If a line in the entries below includes the string "Some", copy it out.

§ **Dataset entries**:

╭──

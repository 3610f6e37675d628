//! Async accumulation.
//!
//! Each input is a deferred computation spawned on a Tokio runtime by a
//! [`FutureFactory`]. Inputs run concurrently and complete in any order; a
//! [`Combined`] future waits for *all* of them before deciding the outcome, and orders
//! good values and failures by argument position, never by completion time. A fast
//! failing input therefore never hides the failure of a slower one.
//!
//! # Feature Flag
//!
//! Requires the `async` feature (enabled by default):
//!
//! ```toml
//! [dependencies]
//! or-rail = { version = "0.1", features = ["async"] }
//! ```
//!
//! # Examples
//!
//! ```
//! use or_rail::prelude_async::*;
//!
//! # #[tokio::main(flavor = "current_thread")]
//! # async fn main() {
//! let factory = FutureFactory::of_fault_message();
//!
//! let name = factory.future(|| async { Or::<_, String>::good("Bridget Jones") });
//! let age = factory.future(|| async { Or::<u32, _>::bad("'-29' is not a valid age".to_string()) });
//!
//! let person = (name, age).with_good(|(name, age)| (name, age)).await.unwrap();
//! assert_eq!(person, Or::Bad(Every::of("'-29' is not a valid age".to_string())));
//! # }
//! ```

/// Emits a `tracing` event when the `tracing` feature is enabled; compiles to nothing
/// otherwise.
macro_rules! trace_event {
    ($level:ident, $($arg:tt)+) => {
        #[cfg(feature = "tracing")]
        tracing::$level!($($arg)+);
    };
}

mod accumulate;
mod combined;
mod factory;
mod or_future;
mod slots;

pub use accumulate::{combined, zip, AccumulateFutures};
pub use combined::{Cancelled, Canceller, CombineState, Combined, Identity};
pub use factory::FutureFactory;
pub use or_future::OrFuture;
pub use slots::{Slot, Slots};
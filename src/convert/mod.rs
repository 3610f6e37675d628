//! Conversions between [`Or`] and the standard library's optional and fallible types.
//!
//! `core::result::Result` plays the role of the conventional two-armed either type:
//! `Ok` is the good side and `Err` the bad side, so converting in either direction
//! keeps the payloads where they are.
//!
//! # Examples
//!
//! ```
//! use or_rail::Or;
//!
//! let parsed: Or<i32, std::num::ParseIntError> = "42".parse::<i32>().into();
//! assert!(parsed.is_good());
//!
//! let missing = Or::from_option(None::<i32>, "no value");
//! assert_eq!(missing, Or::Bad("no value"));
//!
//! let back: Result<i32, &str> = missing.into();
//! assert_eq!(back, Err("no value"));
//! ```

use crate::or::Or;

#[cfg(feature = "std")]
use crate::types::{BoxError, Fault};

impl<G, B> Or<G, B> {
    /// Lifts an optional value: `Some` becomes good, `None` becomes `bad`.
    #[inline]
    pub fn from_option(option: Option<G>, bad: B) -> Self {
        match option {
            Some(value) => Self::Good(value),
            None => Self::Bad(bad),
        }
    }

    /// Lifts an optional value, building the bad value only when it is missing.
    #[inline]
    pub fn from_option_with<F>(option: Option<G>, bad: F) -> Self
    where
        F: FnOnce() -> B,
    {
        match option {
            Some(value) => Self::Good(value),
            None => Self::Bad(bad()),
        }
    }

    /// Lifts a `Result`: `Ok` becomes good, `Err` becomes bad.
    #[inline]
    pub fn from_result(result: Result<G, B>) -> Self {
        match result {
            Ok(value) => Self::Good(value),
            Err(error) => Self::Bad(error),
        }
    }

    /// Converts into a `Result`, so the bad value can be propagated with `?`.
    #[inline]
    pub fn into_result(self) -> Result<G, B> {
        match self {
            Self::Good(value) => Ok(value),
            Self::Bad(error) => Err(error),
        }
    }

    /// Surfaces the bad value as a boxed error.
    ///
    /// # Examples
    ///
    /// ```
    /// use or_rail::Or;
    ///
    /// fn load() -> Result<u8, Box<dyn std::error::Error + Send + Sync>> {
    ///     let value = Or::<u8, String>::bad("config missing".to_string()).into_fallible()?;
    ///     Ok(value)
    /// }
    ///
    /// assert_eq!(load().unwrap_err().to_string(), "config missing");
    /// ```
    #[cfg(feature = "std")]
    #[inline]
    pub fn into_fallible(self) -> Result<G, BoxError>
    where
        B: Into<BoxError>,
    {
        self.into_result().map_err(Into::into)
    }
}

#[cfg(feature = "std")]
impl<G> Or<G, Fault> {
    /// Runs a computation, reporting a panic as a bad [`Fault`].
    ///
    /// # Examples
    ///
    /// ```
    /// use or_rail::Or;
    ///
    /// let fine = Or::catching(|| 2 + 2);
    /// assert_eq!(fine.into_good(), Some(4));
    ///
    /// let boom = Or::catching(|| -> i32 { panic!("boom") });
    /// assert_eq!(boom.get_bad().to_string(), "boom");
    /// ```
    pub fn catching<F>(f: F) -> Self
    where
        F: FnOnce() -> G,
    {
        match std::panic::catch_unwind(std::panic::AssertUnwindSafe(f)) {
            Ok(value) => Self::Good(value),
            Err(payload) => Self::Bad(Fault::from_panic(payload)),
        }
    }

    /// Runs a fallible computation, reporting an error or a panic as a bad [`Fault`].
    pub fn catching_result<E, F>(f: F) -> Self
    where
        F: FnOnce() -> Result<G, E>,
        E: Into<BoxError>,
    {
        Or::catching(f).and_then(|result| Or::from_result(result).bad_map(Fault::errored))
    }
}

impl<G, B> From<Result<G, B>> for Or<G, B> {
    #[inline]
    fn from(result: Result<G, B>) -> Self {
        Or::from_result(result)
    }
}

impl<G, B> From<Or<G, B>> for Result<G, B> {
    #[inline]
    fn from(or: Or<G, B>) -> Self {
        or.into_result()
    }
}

╰──

§ **RESPONSE TO THE EXERCISE**:
    /// Lifts an optional value: `Some` becomes good, `None` becomes `bad`.
            Some(value) => Self::Good(value),
            Some(value) => Self::Good(value),
    /// assert_eq!(fine.into_good(), Some(4));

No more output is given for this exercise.